| News - Friday, January 15, 2010
High school teachers laud campus building plans
Gunn educator: 'We will be squared away for decades to come'
by Chris Kenrick
Teachers from Gunn and Palo Alto high schools expressed enthusiasm Tuesday night for new campus buildings they said will improve teaching and learning.
"This new building will bring us all together, rather than being spread out all over campus with some in portables," Gunn French teacher Anne Jensen told the Board of Education.
"We now have 14 teachers using nine desks, and no private area to talk with students when they come to talk with us about their grades. Now we'll have offices with meeting areas and we'll all be near the language lab," said Jensen, who heads Gunn's World Languages Department.
Paly journalism teacher Paul Kandell said he is "almost speechless at how wonderful" the school's new Media Arts Building will be.
"In my own head I keep thinking of it as the media arts temple," he told the school board. Fellow media arts teachers Esther Wojcicki, Margo Wixsom and Ellen Austin echoed Kandell's comments.
Austin said the state-of-the-art building, modeled after the Walter Cronkite School at Arizona State University, will be an architectural reminder of the cutting-edge work Paly's program attempts to foster.
"It's a real gift to the children who are going to be in it for decades," she said.
The teachers attended the school board meeting to express support for five major new buildings on the two campuses. Groundbreaking is expected in June 2011, pending state approvals.
The school board will be asked to approve schematic designs for the buildings Jan. 26.
At Paly, the $34 million worth of upgrades call for the new Media Arts Building on the Embarcadero Road side of the campus and a two-story, 38,000-square-foot math and social-studies building near the corporation yard.
At Gunn, the $37 million worth of upgrades include a new, two-story, 38,000-square-foot math and English building, a separate, 6,650-square-foot World Languages Building, a new gymnasium that will seat 1,900 students and renovations to the existing 1,400-seat gym.
The two-story classroom building will be located in the area known as Titan Village, which has long held portable classrooms.
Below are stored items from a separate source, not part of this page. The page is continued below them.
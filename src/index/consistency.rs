//! Checks that the persisted index, side-table and chunk sidecar agree

use std::fs::File;
use std::io::BufReader;
use std::path::Path;
use tracing::{info, warn};

use super::sidecar::count_lines;
use super::{IndexFile, Metric, SideTable, data_path, index_path, sidecar_path};
use crate::Result;

/// Consistency check results for one persisted location
#[derive(Debug, Clone, PartialEq, Eq, Default)]
pub struct ConsistencyReport {
    /// Vectors stored in the index file
    pub index_vectors: Option<usize>,
    /// Documents listed in the side-table
    pub side_table_documents: Option<usize>,
    /// Lines in the chunk sidecar
    pub sidecar_lines: Option<usize>,
    pub dimension: Option<usize>,
    pub metric: Option<Metric>,
    pub issues: Vec<String>,
    /// Overall consistency status
    pub is_consistent: bool,
}

/// Inspect the artifacts for `prefix` under `directory` without loading them into an index
#[inline]
pub fn check_consistency(directory: &Path, prefix: &str) -> Result<ConsistencyReport> {
    let mut report = ConsistencyReport::default();

    let index_path = index_path(directory, prefix);
    match File::open(&index_path) {
        Ok(file) => match bincode::deserialize_from::<_, IndexFile>(BufReader::new(file)) {
            Ok(index_file) => {
                if !index_file.stores_declared_vectors() {
                    report.issues.push(format!(
                        "index declares {} vectors but stores {} floats",
                        index_file.count,
                        index_file.vectors.len()
                    ));
                }
                report.index_vectors = Some(index_file.count);
                report.dimension = Some(index_file.dimension);
                report.metric = Some(index_file.metric);
            }
            Err(e) => report.issues.push(format!("index file is unreadable: {e}")),
        },
        Err(_) => report
            .issues
            .push(format!("missing index file {}", index_path.display())),
    }

    let data_path = data_path(directory, prefix);
    match File::open(&data_path) {
        Ok(file) => match serde_json::from_reader::<_, SideTable>(BufReader::new(file)) {
            Ok(side_table) => {
                if report
                    .dimension
                    .is_some_and(|dimension| dimension != side_table.dimension)
                {
                    report.issues.push(format!(
                        "side-table dimension {} differs from the index",
                        side_table.dimension
                    ));
                }
                report.side_table_documents = Some(side_table.documents.len());
            }
            Err(e) => report.issues.push(format!("side-table is unreadable: {e}")),
        },
        Err(_) => report
            .issues
            .push(format!("missing side-table {}", data_path.display())),
    }

    let sidecar = sidecar_path(directory, prefix);
    if sidecar.is_file() {
        report.sidecar_lines = Some(count_lines(&sidecar)?);
    } else {
        report
            .issues
            .push(format!("missing chunk sidecar {}", sidecar.display()));
    }

    if let (Some(vectors), Some(documents)) = (report.index_vectors, report.side_table_documents)
    {
        if vectors != documents {
            report.issues.push(format!(
                "index holds {vectors} vectors but the side-table holds {documents} documents"
            ));
        }
    }
    if let (Some(vectors), Some(lines)) = (report.index_vectors, report.sidecar_lines) {
        if vectors != lines {
            report.issues.push(format!(
                "index holds {vectors} vectors but the sidecar has {lines} lines"
            ));
        }
    }

    report.is_consistent = report.issues.is_empty();

    if report.is_consistent {
        info!("Index consistency validation passed");
    } else {
        warn!("Index consistency validation found issues");
        for issue in &report.issues {
            warn!("  {}", issue);
        }
    }

    Ok(report)
}
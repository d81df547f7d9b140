//! Fusion of vector similarity with lexical token overlap


use serde::Serialize;
use std::collections::HashSet;

/// A retrieved chunk with its scores
#[derive(Debug, Clone, PartialEq, Serialize)]
pub struct SearchResult {
    pub chunk_id: usize,
    pub raw_similarity: f32,
    /// Share of query tokens found in the chunk, in `[0, 1]`
    pub lexical_overlap: f32,
    pub combined_score: f32,
    pub text: String,
}

/// A neighbor ready for fusion
#[derive(Debug, Clone)]
pub struct Candidate {
    pub chunk_id: usize,
    pub similarity: f32,
    pub doc_tokens: HashSet<String>,
    pub text: String,
}

/// `|query ∩ doc| / |query|`, zero for an empty query
#[inline]
pub fn overlap_score(query_tokens: &HashSet<String>, doc_tokens: &HashSet<String>) -> f32 {
    if query_tokens.is_empty() {
        return 0.0;
    }
    let shared = query_tokens.intersection(doc_tokens).count();
    shared as f32 / query_tokens.len() as f32
}

/// Mean of the similarity and the lexical overlap
#[inline]
pub fn fuse(query_tokens: &HashSet<String>, similarity: f32, doc_tokens: &HashSet<String>) -> f32 {
    (similarity + overlap_score(query_tokens, doc_tokens)) / 2.0
}

/// Drop candidates under `threshold`, score the rest and order them by
/// combined score. Candidates must arrive best-similarity first; equal scores
/// keep that order.
#[inline]
pub fn rank(
    query_tokens: &HashSet<String>,
    candidates: Vec<Candidate>,
    threshold: f32,
) -> Vec<SearchResult> {
    let mut results: Vec<SearchResult> = candidates
        .into_iter()
        .filter(|candidate| candidate.similarity >= threshold)
        .map(|candidate| {
            let lexical_overlap = overlap_score(query_tokens, &candidate.doc_tokens);
            SearchResult {
                chunk_id: candidate.chunk_id,
                raw_similarity: candidate.similarity,
                lexical_overlap,
                combined_score: (candidate.similarity + lexical_overlap) / 2.0,
                text: candidate.text,
            }
        })
        .collect();

    sort_by_combined_score(&mut results);
    results
}

/// Stable descending sort on `combined_score`
#[inline]
pub fn sort_by_combined_score(results: &mut [SearchResult]) {
    results.sort_by(|a, b| b.combined_score.total_cmp(&a.combined_score));
}

/// Keep the best-scoring entry per chunk id, preserving first-seen order
#[inline]
pub fn dedup_best(results: Vec<SearchResult>) -> Vec<SearchResult> {
    let mut merged: Vec<SearchResult> = Vec::with_capacity(results.len());
    for result in results {
        match merged.iter_mut().find(|r| r.chunk_id == result.chunk_id) {
            Some(existing) if result.combined_score > existing.combined_score => {
                *existing = result;
            }
            Some(_) => {}
            None => merged.push(result),
        }
    }
    merged
}
use unicode_segmentation::UnicodeSegmentation;

/// Abbreviations whose trailing period does not end a sentence
const ABBREVIATIONS: &[&str] = &[
    "mr.", "mrs.", "ms.", "dr.", "prof.", "sr.", "jr.", "st.", "vs.", "etc.", "e.g.", "i.e.",
    "u.s.", "u.k.", "inc.", "corp.", "co.", "ltd.", "no.", "fig.", "jan.", "feb.", "apr.", "jun.",
    "jul.", "aug.", "sept.", "oct.", "nov.",
];

/// Split text into trimmed sentences.
///
/// Boundaries follow the Unicode sentence segmentation rules, then a boundary
/// directly after a known abbreviation ("U.S.", "Mr.") is undone by joining the
/// two pieces with a single space.
#[inline]
pub fn split_sentences(text: &str) -> Vec<String> {
    let mut sentences = Vec::new();
    let mut pending = String::new();

    for raw in text.unicode_sentences() {
        let sentence = raw.trim();
        if sentence.is_empty() {
            continue;
        }

        if !pending.is_empty() {
            pending.push(' ');
        }
        pending.push_str(sentence);

        if !ends_with_abbreviation(&pending) {
            sentences.push(std::mem::take(&mut pending));
        }
    }

    if !pending.is_empty() {
        sentences.push(pending);
    }

    sentences
}

fn ends_with_abbreviation(sentence: &str) -> bool {
    sentence
        .split_whitespace()
        .last()
        .is_some_and(|word| ABBREVIATIONS.contains(&word.to_lowercase().as_str()))
}

use anyhow::{Context, Result};
use console::style;
use dialoguer::{Confirm, Input, Select};
use std::path::Path;

use super::{Config, ConfigError, LlmConfig, OllamaConfig, RetrievalConfig};
use crate::embeddings::ollama::OllamaEmbedder;
use crate::index::Metric;

#[inline]
pub fn run_interactive_config(base_dir: &Path) -> Result<()> {
    eprintln!("{}", style("🔧 RAG Core Configuration Setup").bold().cyan());
    eprintln!();

    let mut config = load_existing_config(base_dir)?;

    eprintln!("{}", style("Ollama Configuration").bold().yellow());
    eprintln!("Configure your local Ollama instance for embedding generation.");
    eprintln!();

    configure_ollama(&mut config.ollama)?;

    eprintln!();
    eprintln!("{}", style("Language Model Configuration").bold().yellow());
    eprintln!("Used for query expansion and grounded answers.");
    eprintln!();

    configure_llm(&mut config.llm)?;

    eprintln!();
    eprintln!("{}", style("Retrieval Configuration").bold().yellow());
    eprintln!();

    configure_retrieval(&mut config)?;

    eprintln!();
    eprintln!("{}", style("Testing configuration...").yellow());

    if test_ollama_connection(&config.ollama) {
        eprintln!("{}", style("✓ Ollama connection successful!").green());
    } else {
        eprintln!(
            "{}",
            style("⚠ Warning: Could not reach Ollama or the model is missing").yellow()
        );
        eprintln!("You can continue, but make sure Ollama is running before ingesting.");
    }

    eprintln!();
    if Confirm::new()
        .with_prompt("Save configuration?")
        .default(true)
        .interact()?
    {
        config.save().context("Failed to save configuration")?;
        eprintln!("{}", style("✓ Configuration saved successfully!").green());
        eprintln!(
            "Configuration saved to: {}",
            style(config.config_file_path().display()).cyan()
        );
    } else {
        eprintln!("Configuration not saved.");
    }

    Ok(())
}

#[inline]
pub fn show_config(base_dir: &Path) -> Result<()> {
    let config = Config::load(base_dir).context("Failed to load configuration")?;

    eprintln!("{}", style("📋 Current Configuration").bold().cyan());
    eprintln!();

    eprintln!("{}", style("Ollama Settings:").bold().yellow());
    eprintln!("  Host: {}", style(&config.ollama.host).cyan());
    eprintln!("  Port: {}", style(config.ollama.port).cyan());
    eprintln!("  Model: {}", style(&config.ollama.model).cyan());
    eprintln!("  Batch Size: {}", style(config.ollama.batch_size).cyan());
    eprintln!(
        "  Embedding Dimension: {}",
        style(config.ollama.embedding_dimension).cyan()
    );
    match config.ollama_url() {
        Ok(url) => eprintln!("  Ollama URL: {}", style(url).cyan()),
        Err(e) => eprintln!("  Ollama URL: {} ({})", style("Invalid").red(), e),
    }

    eprintln!();
    eprintln!("{}", style("Language Model:").bold().yellow());
    eprintln!("  Endpoint: {}", style(&config.llm.endpoint).cyan());
    eprintln!("  Model: {}", style(&config.llm.model).cyan());
    eprintln!("  API Key Variable: {}", style(&config.llm.api_key_env).cyan());
    eprintln!(
        "  Retry Attempts: {}",
        style(config.llm.retry_attempts).cyan()
    );

    eprintln!();
    eprintln!("{}", style("Chunking & Index:").bold().yellow());
    eprintln!("  Strategy: {}", style(config.chunking.name()).cyan());
    eprintln!("  Metric: {}", style(config.index.metric).cyan());
    eprintln!("  Index Directory: {}", style(config.index_dir().display()).cyan());
    eprintln!("  Prefix: {}", style(&config.index.prefix).cyan());

    eprintln!();
    eprintln!("{}", style("Retrieval:").bold().yellow());
    eprintln!("  Top K: {}", style(config.retrieval.top_k).cyan());
    eprintln!("  Threshold: {}", style(config.retrieval.threshold).cyan());
    eprintln!(
        "  Lexical Fusion: {}",
        style(config.retrieval.lexical_fusion).cyan()
    );
    eprintln!(
        "  Query Expansion: {}",
        style(config.retrieval.expand_queries).cyan()
    );

    eprintln!();
    eprintln!(
        "Config file: {}",
        style(config.config_file_path().display()).dim()
    );

    Ok(())
}

fn load_existing_config(base_dir: &Path) -> Result<Config> {
    Config::load(base_dir).map_or_else(
        |_| {
            eprintln!(
                "{}",
                style("No valid configuration found. Using defaults.").yellow()
            );
            Ok(Config::with_base_dir(base_dir))
        },
        |config| {
            if config.config_file_path().exists() {
                eprintln!("{}", style("Found existing configuration.").green());
            }
            Ok(config)
        },
    )
}

fn configure_ollama(ollama: &mut OllamaConfig) -> Result<()> {
    let protocols = &["http", "https"];
    let default_index = protocols
        .iter()
        .position(|&p| p == ollama.protocol)
        .unwrap_or(0);

    let protocol_index = Select::new()
        .with_prompt("Ollama protocol")
        .default(default_index)
        .items(protocols)
        .interact()?;

    let protocol = protocols
        .get(protocol_index)
        .copied()
        .unwrap_or("http")
        .to_string();

    let host: String = Input::new()
        .with_prompt("Ollama host")
        .default(ollama.host.clone())
        .validate_with(|input: &String| -> Result<(), ConfigError> {
            let temp_config = OllamaConfig {
                protocol: protocol.clone(),
                host: input.clone(),
                ..OllamaConfig::default()
            };
            temp_config.validate()?;
            Ok(())
        })
        .interact_text()?;

    let port: u16 = Input::new()
        .with_prompt("Ollama port")
        .default(ollama.port)
        .validate_with(|input: &u16| -> Result<(), &str> {
            if *input == 0 {
                Err("Port must be greater than 0")
            } else {
                Ok(())
            }
        })
        .interact_text()?;

    let model: String = Input::new()
        .with_prompt("Embedding model")
        .default(ollama.model.clone())
        .validate_with(|input: &String| -> Result<(), &str> {
            if input.trim().is_empty() {
                Err("Model name cannot be empty")
            } else {
                Ok(())
            }
        })
        .interact_text()?;

    let batch_size: u32 = Input::new()
        .with_prompt("Batch size for embedding generation")
        .default(ollama.batch_size)
        .validate_with(|input: &u32| -> Result<(), &str> {
            if *input == 0 {
                Err("Batch size must be greater than 0")
            } else if *input > 1000 {
                Err("Batch size must be 1000 or less")
            } else {
                Ok(())
            }
        })
        .interact_text()?;

    let dimension: u32 = Input::new()
        .with_prompt("Embedding dimension")
        .default(ollama.embedding_dimension)
        .validate_with(|input: &u32| -> Result<(), &str> {
            if (1..=4096).contains(input) {
                Ok(())
            } else {
                Err("Dimension must be between 1 and 4096")
            }
        })
        .interact_text()?;

    ollama.set_protocol(protocol)?;
    ollama.set_host(host)?;
    ollama.set_port(port)?;
    ollama.set_model(model)?;
    ollama.set_batch_size(batch_size)?;
    ollama.set_embedding_dimension(dimension)?;

    Ok(())
}

fn configure_llm(llm: &mut LlmConfig) -> Result<()> {
    let endpoint: String = Input::new()
        .with_prompt("Chat completions endpoint")
        .default(llm.endpoint.clone())
        .validate_with(|input: &String| -> Result<(), ConfigError> {
            let temp_config = LlmConfig {
                endpoint: input.clone(),
                ..llm.clone()
            };
            temp_config.validate()
        })
        .interact_text()?;

    let model: String = Input::new()
        .with_prompt("Chat model")
        .default(llm.model.clone())
        .validate_with(|input: &String| -> Result<(), &str> {
            if input.trim().is_empty() {
                Err("Model name cannot be empty")
            } else {
                Ok(())
            }
        })
        .interact_text()?;

    let api_key_env: String = Input::new()
        .with_prompt("Environment variable holding the API key")
        .default(llm.api_key_env.clone())
        .interact_text()?;

    llm.endpoint = endpoint;
    llm.model = model;
    llm.api_key_env = api_key_env;
    llm.validate()?;

    Ok(())
}

fn configure_retrieval(config: &mut Config) -> Result<()> {
    let metrics = &[Metric::InnerProduct, Metric::L2];
    let metric_names: Vec<String> = metrics.iter().map(ToString::to_string).collect();
    let default_index = metrics
        .iter()
        .position(|&m| m == config.index.metric)
        .unwrap_or(0);

    let metric_index = Select::new()
        .with_prompt("Similarity metric")
        .default(default_index)
        .items(&metric_names)
        .interact()?;

    let top_k: usize = Input::new()
        .with_prompt("Chunks returned per query")
        .default(config.retrieval.top_k)
        .validate_with(|input: &usize| -> Result<(), &str> {
            if (1..=100).contains(input) {
                Ok(())
            } else {
                Err("Top K must be between 1 and 100")
            }
        })
        .interact_text()?;

    let threshold: f32 = Input::new()
        .with_prompt("Minimum similarity")
        .default(config.retrieval.threshold)
        .validate_with(|input: &f32| -> Result<(), ConfigError> {
            RetrievalConfig {
                threshold: *input,
                ..RetrievalConfig::default()
            }
            .validate()
        })
        .interact_text()?;

    let expand_queries = Confirm::new()
        .with_prompt("Expand queries with the language model?")
        .default(config.retrieval.expand_queries)
        .interact()?;

    config.index.metric = metrics.get(metric_index).copied().unwrap_or_default();
    config.retrieval.top_k = top_k;
    config.retrieval.threshold = threshold;
    config.retrieval.expand_queries = expand_queries;

    Ok(())
}

fn test_ollama_connection(ollama: &OllamaConfig) -> bool {
    OllamaEmbedder::new(ollama)
        .and_then(|embedder| Ok(embedder.health_check()?))
        .is_ok()
}
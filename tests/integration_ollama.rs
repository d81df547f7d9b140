#![expect(
    clippy::tests_outside_test_module,
    reason = "integration tests are only compiled in test mode"
)]

// Retrieval against a mocked Ollama server speaking the /api/embed protocol

use rag_core::RagError;
use rag_core::config::OllamaConfig;
use rag_core::embeddings::{Embedder, OllamaEmbedder};
use rag_core::retrieval::{Document, OpenMode, RetrievalOptions, Retriever};
use serde::Deserialize;
use tempfile::TempDir;
use wiremock::matchers::{method, path};
use wiremock::{Mock, MockServer, Request, Respond, ResponseTemplate};

const TEST_MODEL: &str = "nomic-embed-text";

#[derive(Deserialize)]
struct EmbedBody {
    input: Vec<String>,
}

/// Answers every input with a six-dimensional keyword vector. Only the
/// first four components survive truncation to the configured dimension.
struct KeywordEmbeddings;

impl Respond for KeywordEmbeddings {
    fn respond(&self, request: &Request) -> ResponseTemplate {
        let Ok(body) = request.body_json::<EmbedBody>() else {
            return ResponseTemplate::new(400);
        };

        let embeddings: Vec<Vec<f32>> = body
            .input
            .iter()
            .map(|text| {
                let text = text.to_lowercase();
                let has = |word: &str| if text.contains(word) { 1.0 } else { 0.0 };
                vec![
                    has("regist"),
                    has("custod"),
                    has("market"),
                    0.05,
                    9.0,
                    9.0,
                ]
            })
            .collect();

        ResponseTemplate::new(200).set_body_json(serde_json::json!({
            "model": TEST_MODEL,
            "embeddings": embeddings
        }))
    }
}

async fn mock_ollama(models: serde_json::Value) -> MockServer {
    let server = MockServer::start().await;

    Mock::given(method("GET"))
        .and(path("/api/version"))
        .respond_with(ResponseTemplate::new(200).set_body_json(serde_json::json!({
            "version": "0.6.0"
        })))
        .mount(&server)
        .await;
    Mock::given(method("GET"))
        .and(path("/api/tags"))
        .respond_with(ResponseTemplate::new(200).set_body_json(serde_json::json!({
            "models": models
        })))
        .mount(&server)
        .await;
    Mock::given(method("POST"))
        .and(path("/api/embed"))
        .respond_with(KeywordEmbeddings)
        .mount(&server)
        .await;

    server
}

fn config_for(server: &MockServer) -> OllamaConfig {
    OllamaConfig {
        host: server.address().ip().to_string(),
        port: server.address().port(),
        model: TEST_MODEL.to_string(),
        batch_size: 2,
        embedding_dimension: 4,
        ..OllamaConfig::default()
    }
}

#[tokio::test(flavor = "multi_thread")]
async fn ollama_backed_retrieval() {
    let server = mock_ollama(serde_json::json!([
        {"name": "nomic-embed-text:latest", "size": 274_302_450}
    ]))
    .await;
    let config = config_for(&server);
    let dir = TempDir::new().expect("should create temp dir");
    let directory = dir.path().to_path_buf();

    let results = tokio::task::spawn_blocking(move || {
        let embedder = OllamaEmbedder::open(&config)?;
        assert_eq!(embedder.dimension(), 4);

        let options = RetrievalOptions {
            threshold: 0.0,
            ..RetrievalOptions::new(directory, "faiss_index")
        };
        let retriever = Retriever::open(options, embedder, None, OpenMode::CreateIfMissing)?;
        retriever.ingest(&[
            Document::new("Advisers must register with the SEC."),
            Document::new("Qualified custodians hold client assets."),
            Document::new("Marketing materials may not mislead."),
        ])?;
        retriever.search("custodian requirements", 3)
    })
    .await
    .expect("blocking task should complete")
    .expect("retrieval should succeed");

    assert_eq!(results.len(), 3);
    assert_eq!(results[0].chunk_id, 1);
    assert!(results[0].raw_similarity > 0.9);
    assert!(
        results
            .windows(2)
            .all(|w| w[0].combined_score >= w[1].combined_score)
    );
}

#[tokio::test(flavor = "multi_thread")]
async fn missing_model_blocks_startup() {
    let server = mock_ollama(serde_json::json!([
        {"name": "all-minilm:latest", "size": 45_960_996}
    ]))
    .await;
    let config = config_for(&server);

    let result = tokio::task::spawn_blocking(move || OllamaEmbedder::open(&config))
        .await
        .expect("blocking task should complete");

    assert!(matches!(result, Err(RagError::ModelUnavailable(_))));
}

#[tokio::test(flavor = "multi_thread")]
async fn oversized_dimension_is_a_configuration_error() {
    let server = mock_ollama(serde_json::json!([
        {"name": "nomic-embed-text:latest", "size": 274_302_450}
    ]))
    .await;
    let config = OllamaConfig {
        embedding_dimension: 16,
        ..config_for(&server)
    };

    let result = tokio::task::spawn_blocking(move || OllamaEmbedder::open(&config))
        .await
        .expect("blocking task should complete");

    assert!(matches!(result, Err(RagError::Configuration(_))));
}
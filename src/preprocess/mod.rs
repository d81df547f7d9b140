//! Lexical normalization for chunks and queries.
//!
//! The processed form is what gets embedded and what the lexical overlap score
//! compares, so documents and queries must go through the same pipeline:
//! hyphen expansion, lowercasing, tokenization, stopword removal and
//! lemmatization.

#[cfg(test)]
mod tests;

pub mod lemmatizer;
pub mod stopwords;

use fancy_regex::Regex;
use std::collections::HashSet;
use std::sync::LazyLock;

pub use lemmatizer::Lemmatizer;

static HYPHENATED_WORD: LazyLock<Regex> =
    LazyLock::new(|| Regex::new(r"\w+(?:-\w+)+").expect("valid regex"));

static WORD_TOKEN: LazyLock<Regex> =
    LazyLock::new(|| Regex::new(r"\w+(?:-\w+)*|'\w+|[^\w\s]").expect("valid regex"));

/// Text preprocessor holding the stopword set and lemmatizer for one language
#[derive(Debug, Clone)]
pub struct Preprocessor {
    stopwords: HashSet<&'static str>,
    lemmatizer: Lemmatizer,
}

impl Default for Preprocessor {
    #[inline]
    fn default() -> Self {
        Self::english()
    }
}

impl Preprocessor {
    #[inline]
    pub fn english() -> Self {
        Self {
            stopwords: stopwords::ENGLISH.iter().copied().collect(),
            lemmatizer: Lemmatizer::default(),
        }
    }

    /// Normalize text into a space-joined string of lemmatized content tokens
    #[inline]
    pub fn preprocess(&self, text: &str) -> String {
        self.content_tokens(text).join(" ")
    }

    /// Ordered content tokens of `text`, duplicates included
    #[inline]
    pub fn content_tokens(&self, text: &str) -> Vec<String> {
        let expanded = expand_hyphens(text);

        tokenize(&expanded.to_lowercase())
            .into_iter()
            .filter(|token| is_alphanumeric(token) && !self.is_stopword(token))
            .map(|token| self.lemmatizer.lemmatize(&token))
            // A lemma can collapse onto a stopword; dropping it keeps the output a fixed point
            .filter(|lemma| !self.is_stopword(lemma))
            .collect()
    }

    /// Distinct content tokens, as compared by the lexical overlap score
    #[inline]
    pub fn token_set(&self, text: &str) -> HashSet<String> {
        self.content_tokens(text).into_iter().collect()
    }

    #[inline]
    pub fn is_stopword(&self, token: &str) -> bool {
        self.stopwords.contains(token)
    }
}

/// Replace every hyphenated compound with all of its spelling variants.
///
/// `mid-size` becomes `mid-size midsize mid size mid size`. Each occurrence is
/// rewritten exactly once, so repeated compounds do not compound the expansion.
#[inline]
pub fn expand_hyphens(text: &str) -> String {
    let mut out = String::with_capacity(text.len());
    let mut last = 0;

    for found in HYPHENATED_WORD.find_iter(text).flatten() {
        out.push_str(text.get(last..found.start()).unwrap_or_default());
        out.push_str(&hyphen_variants(found.as_str()).join(" "));
        last = found.end();
    }

    out.push_str(text.get(last..).unwrap_or_default());
    out
}

/// Spelling variants of one hyphenated word: hyphenated, joined, spaced, then each part
#[inline]
pub fn hyphen_variants(word: &str) -> Vec<String> {
    let parts: Vec<&str> = word.split('-').collect();

    let mut variants = Vec::with_capacity(parts.len() + 3);
    variants.push(word.to_string());
    variants.push(parts.concat());
    variants.push(parts.join(" "));
    variants.extend(parts.iter().map(|part| (*part).to_string()));
    variants
}

/// Split text into word and punctuation tokens.
///
/// Hyphenated compounds stay whole, clitics such as `'s` are split off the
/// word they attach to and every other punctuation character is its own token.
#[inline]
pub fn tokenize(text: &str) -> Vec<String> {
    WORD_TOKEN
        .find_iter(text)
        .flatten()
        .map(|token| token.as_str().to_string())
        .collect()
}

fn is_alphanumeric(token: &str) -> bool {
    !token.is_empty() && token.chars().all(char::is_alphanumeric)
}
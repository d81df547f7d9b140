use std::path::PathBuf;

use thiserror::Error;

pub type Result<T> = std::result::Result<T, RagError>;

#[derive(Error, Debug)]
pub enum RagError {
    #[error("Configuration error: {0}")]
    Configuration(String),

    #[error("Model unavailable: {0}")]
    ModelUnavailable(String),

    #[error("Artifact not found: {}", path.display())]
    NotFound { path: PathBuf },

    #[error("Corrupted index: {0}")]
    Corruption(String),

    #[error("Query is empty")]
    EmptyQuery,

    #[error("Invariant violation: {0}")]
    InvariantViolation(String),

    #[error("Embedding error: {0}")]
    Embedding(String),

    #[error("LLM error: {0}")]
    Llm(String),

    #[error("IO error: {0}")]
    Io(#[from] std::io::Error),

    #[error("Other error: {0}")]
    Other(#[from] anyhow::Error),
}

impl From<config::ConfigError> for RagError {
    #[inline]
    fn from(err: config::ConfigError) -> Self {
        Self::Configuration(err.to_string())
    }
}

pub mod chunking;
pub mod commands;
pub mod config;
pub mod embeddings;
pub mod http;
pub mod index;
pub mod llm;
pub mod normalize;
pub mod preprocess;
pub mod ranking;
pub mod retrieval;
"In a word, 'Wow,'" Gunn Athletic Director Chris Horpel said to the board. "I think we've stretched our dollars really far and we'll be squared away for decades to come."
The new buildings at Gunn and Paly comprise Phase 1 of the spending of Measure A funds, a $378 million facilities bond approved by 78 percent of voters in June 2008.
The measure was intended to equip Palo Alto's 17 campuses for the coming decades, making room for anticipated enrollment growth.